I suspect we're talking about different code bases. So could you
please tell me which one should I be looking at ?

> 
> >> > +static int powernv_cpufreq_cpu_init(struct cpufreq_policy *policy)
> >> > +{
> >> > +       int base, i;
> >> > +
> >> > +#ifdef CONFIG_SMP
> >>
> >> What will break if you don't have this ifdef here? Without that as well
> >> below code should work?
> 
> Missed this one?
> 
> >> > +       base = cpu_first_thread_sibling(policy->cpu);
> >> > +
> >> > +       for (i = 0; i < threads_per_core; i++)
> >> > +               cpumask_set_cpu(base + i, policy->cpus);
> >> > +#endif
> >> > +       policy->cpuinfo.transition_latency = 25000;
> >> > +
> >> > +       policy->cur = powernv_freqs[0].frequency;
> >> > +       cpufreq_frequency_table_get_attr(powernv_freqs, policy->cpu);
> >>
> >> This doesn't exist anymore.
> >
> > Didn't get this comment!
> 
> cpufreq_frequency_table_get_attr() routine doesn't exist anymore.
> 
> >> > +static int powernv_cpufreq_cpu_exit(struct cpufreq_policy *policy)
> >> > +{
> >> > +       cpufreq_frequency_table_put_attr(policy->cpu);
> >> > +       return 0;
> >> > +}
> >>
> >> You don't need this..
> >
> > Why not ?
> 
> Because cpufreq_frequency_table_get_attr() and
> cpufreq_frequency_table_put_attr() don't exist anymore :)

Well, it does in the codebases that I was looking at. May be I've been
looking at the wrong place.

> 
> >> > +module_init(powernv_cpufreq_init);
> >> > +module_exit(powernv_cpufreq_exit);
> >>
> >> Place these right after the routines without any blank lines in
> > between.
> >
> > Is this the new convention ?
> 
> Don't know I have been following this since long time, probably from the
> time I started with Mainline stuff.. I have seen many maintainers advising this
> as it make code more readable, specially if these routines are quite big..
> 
> Probably it isn't mentioned in coding guidelines but people follow it most of
> the times.

Ok. I was not aware of this.
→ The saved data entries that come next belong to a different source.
//! Execution agent backends for Shipyard CI.
//!
//! Provides `Agent` implementations:
//! - Remote gRPC agent (production, usually a macOS build host)
//! - Local child process (development)

pub mod grpc;
pub mod local;

pub use grpc::GrpcAgent;
pub use local::LocalAgent;
pub use shipyard_core::agent::{Agent, AgentEvent, AgentStream, Command};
Good to know :-)
> 

--
Thanks and Regards
gautham.
viresh kumar - March 21, 2014, 1:34 p.m.
On 21 March 2014 18:53, Gautham R Shenoy <ego@linux.vnet.ibm.com> wrote:
> Ok, I had based my code on linus's git tree. I checked the 'pm-cpufreq'

Always check his bleeding-edge or linux-next branch.

> branch of Rafael's 'linux-pm' tree and freq_table.c contains the
> following code snippet in show_available_frequencies:
>
>         if (show_boost ^ (table[i].driver_data == CPUFREQ_BOOST_FREQ))
>                         continue;
>
> I suspect we're talking about different code bases. So could you
> please tell me which one should I be looking at ?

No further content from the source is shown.